One of his hands slides to the back of my neck, pulling me closer to him where he rests his forehead on mine.

"If that's the truth, then can I ask you another question?" My breathing isn't the only erratic one. Before me, Tucker seems to be feeling the same kind of tension I'm feeling with every passing touch of his thumbs. 

"Ask me," he says, his nose rubbing against mine intimately.

"Do you want to worship my body . . . tonight?"

Not even skipping a beat, he says, "More than you fucking know."

His hand tightens on my jaw, the other one curling around my neck. His mouth opens as his nose grazes my face. Fuck me. Fuck me. Just do it. Just kiss me. I can't take it any longer.

Our breathing quickens, our breath caressing one another as the air around us ceases to exist. With one more pause, Tucker presses his thumb into the back of my neck and then his lips graze mine, teasing me, tantalizing me with what's to come. It's a whisper of a kiss, a brief glimpse of our connection, and when I think he's going to end everything with just that light touch, he presses further but never too hard. He keeps his lips soft, his need in control. It's sexy as hell, to the point that I'm forced to wrap my legs around his waist and clench hard.

Lightly he nips my lips, runs his tongue along them and tastes each corner, as if he's trying to memorize this moment. There is no memorizing for me. It's impossible when I know this moment will be forever engrained in my brain.

Wanting more, I glide my hands tentatively up his chest. He groans from my touch and starts to work my mouth a little faster. When I press my hands over his pecs, he groans louder, and his mouth picks up pace. I match each kiss with his, our mouths sliding against each other until his tongue parts me, begging for entry. There is no denying his demand. I open my mouth and collide my tongue with his, the force of his kiss taking control. I try to keep up now, matching each thrust, each groan, every lick of his tongue.

This kiss is everything.

From the pit of my stomach I know this moment will top every first kiss I'll ever experience. From the way he presses his body into mine, to the hold he has on my neck and face, to the way he equally matches my kisses with his, it's undeniably the most sensual moment of my life, as well as the most misguided judgment of my life.

And just as I settle in for a long night of kitchen make-out time, Tucker removes his mouth from mine, but not before placing a final kiss on my lips. Hazily, I open my eyes to meet his. When I expect to see that charming grin of his, instead, I see a look of uncertainty.

Uncertainty?

Uh, not the kind of thing a girl wants to see after experiencing by far the best kiss of her life.

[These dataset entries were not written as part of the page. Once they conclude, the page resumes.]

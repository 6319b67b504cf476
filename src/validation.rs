//! Topic Validation
//!
//! Research topics entered by the user pass through this check
//! before being handed to an agent. Rejects injection-shaped input
//! and normalizes whitespace.

use regex::Regex;

use crate::error::AgentLabError;
use crate::retry::ensure_not_empty;

pub const MIN_TOPIC_LENGTH: usize = 3;
pub const MAX_TOPIC_LENGTH: usize = 500;

/// Characters that are never valid in a topic.
const INVALID_CHARS_PATTERN: &str = r"[<>{}]";

/// Injection-shaped content: markup, script protocols, SQL verbs.
const SUSPICIOUS_PATTERNS: [&str; 7] = [
    r"(?i)<script[^>]*>",
    r"(?i)javascript:",
    r"(?i)on\w+\s*=",
    r"(?i)(--|;)\s*DROP",
    r"(?i)(--|;)\s*DELETE",
    r"(?i)(--|;)\s*INSERT",
    r"(?i)(--|;)\s*UPDATE",
];

/// Validate and normalize a research topic.
///
/// Returns the topic with internal whitespace runs collapsed to
/// single spaces, or a validation error naming the first failed
/// check.
pub fn validate_topic(topic: &str) -> Result<String, AgentLabError> {
    let topic = ensure_not_empty(topic, "topic")?;

    let length = topic.chars().count();
    if length < MIN_TOPIC_LENGTH {
        return Err(AgentLabError::Validation(format!(
            "topic too short (minimum {} characters)",
            MIN_TOPIC_LENGTH
        )));
    }
    if length > MAX_TOPIC_LENGTH {
        return Err(AgentLabError::Validation(format!(
            "topic too long (maximum {} characters)",
            MAX_TOPIC_LENGTH
        )));
    }

    let invalid_chars = Regex::new(INVALID_CHARS_PATTERN)
        .map(|re| re.is_match(topic))
        .unwrap_or(false);
    if invalid_chars {
        return Err(AgentLabError::Validation(
            "topic contains forbidden characters: < > { }".to_string(),
        ));
    }

    let suspicious = SUSPICIOUS_PATTERNS.iter().any(|p| {
        Regex::new(p)
            .map(|re| re.is_match(topic))
            .unwrap_or(false)
    });
    if suspicious {
        return Err(AgentLabError::Validation(
            "topic contains suspicious content".to_string(),
        ));
    }

    Ok(topic.split_whitespace().collect::<Vec<_>>().join(" "))
}

#[cfg(test)]
mod tests {
    use super::*;

    #[test]
    fn test_valid_topic_passes() {
        let result = validate_topic("history of neural networks").unwrap();
        assert_eq!(result, "history of neural networks");
    }

    #[test]
    fn test_whitespace_is_collapsed() {
        let result = validate_topic("  quantum   computing \n basics  ").unwrap();
        assert_eq!(result, "quantum computing basics");
    }

    #[test]
    fn test_empty_topic_is_rejected() {
        assert!(validate_topic("   ").is_err());
    }

    #[test]
    fn test_too_short_topic_is_rejected() {
        assert!(validate_topic("ab").is_err());
    }

    #[test]
    fn test_too_long_topic_is_rejected() {
        let long = "a".repeat(MAX_TOPIC_LENGTH + 1);
        assert!(validate_topic(&long).is_err());
    }

    #[test]
    fn test_forbidden_characters_are_rejected() {
        assert!(validate_topic("topic with {braces}").is_err());
        assert!(validate_topic("a <b> c").is_err());
    }

    #[test]
    fn test_script_tag_is_rejected() {
        assert!(validate_topic("see <script src=x></script>").is_err());
    }

    #[test]
    fn test_javascript_protocol_is_rejected() {
        assert!(validate_topic("run javascript: alert(1)").is_err());
    }

    #[test]
    fn test_event_handler_is_rejected() {
        assert!(validate_topic("img onerror= payload").is_err());
    }

    #[test]
    fn test_sql_verbs_are_rejected() {
        assert!(validate_topic("users; DROP tables please").is_err());
        assert!(validate_topic("notes -- DELETE everything").is_err());
    }
}
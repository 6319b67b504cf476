//! agentlab - Type Definitions
//!
//! Shared report types produced by the bootstrap, status, and
//! env-file loading operations.

use serde::{Deserialize, Serialize};

// ─── Credential ──────────────────────────────────────────────────

/// Presence of the API credential in the process environment.
///
/// The `Present` variant carries only the masked preview -- the full
/// key value never leaves the process.
#[derive(Clone, Debug, Serialize, Deserialize, PartialEq, Eq)]
#[serde(rename_all = "camelCase")]
pub enum KeyStatus {
    Present { preview: String },
    Missing,
}

impl KeyStatus {
    pub fn is_present(&self) -> bool {
        matches!(self, KeyStatus::Present { .. })
    }
}

// ─── Env File ────────────────────────────────────────────────────

/// Result of loading a `KEY=VALUE` configuration file into the
/// process environment.
#[derive(Clone, Debug, Serialize, Deserialize, Default)]
#[serde(rename_all = "camelCase")]
pub struct EnvFileReport {
    /// Path the file was read from.
    pub path: String,
    /// Variables newly bound into the process environment.
    pub vars_set: usize,
    /// Variables skipped because the parent environment already set them.
    pub vars_preexisting: usize,
    /// Lines that were neither comments nor well-formed assignments.
    pub skipped_lines: usize,
}

// ─── Bootstrap ───────────────────────────────────────────────────

/// Summary of one bootstrap run. The bootstrap itself cannot fail;
/// this records which branches were taken.
#[derive(Clone, Debug, Serialize, Deserialize)]
#[serde(rename_all = "camelCase")]
pub struct BootstrapReport {
    /// Whether the configuration file existed and was loaded.
    pub env_loaded: bool,
    /// Variables bound into the environment (0 when the file is absent).
    pub vars_set: usize,
    /// Credential state after loading.
    pub key: KeyStatus,
}

// ─── Status ──────────────────────────────────────────────────────

/// Snapshot of the demo environment, shown by `agentlab --status`.
#[derive(Clone, Debug, Serialize, Deserialize)]
#[serde(rename_all = "camelCase")]
pub struct StatusReport {
    pub env_file: String,
    pub env_file_present: bool,
    pub key: KeyStatus,
    pub logs_dir: String,
    /// ISO-8601 timestamp of when this status was taken.
    pub checked_at: String,
}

Uneasy, I ask, "What's wrong?"

He steps away from me and grabs the back of his neck while his other hand rests on his hip. God, even standing there, looking unsure, he is the sexiest man I've ever seen.

"Tucker?"

With his head still turned down, he looks up at me. "Shit, Emma." Oh no. "I lost control . . ."

And there it is, regret. Wow, that was a lot quicker than I imagined it would be. I would have at least given him the night.

I hop off the counter and put on a big smile. "No problem. I get it." I pretend yawn and stretch my arms over my head. "You know, it's getting late and I'm not really that hungry. I think I'm going to call it an early night." I start to walk away and then turn to him. His eyes? They still look uncertain.

He wishes he didn't kiss me. Does he want me to leave? Do I just go?

"Let's just say this never happened, okay? A lapse in judgment. I'll see you in the morning. Night, Tucker."

I make my way to my bedroom, listening intently for him to quickly follow behind me, to tell me he was just kidding, that he actually wants to continue kitchen make-out session, but he doesn't follow me. Instead, the house fills with an uncomfortable silence, while inside my heart and head, I'm screaming. In frustration, in anger, in humiliation.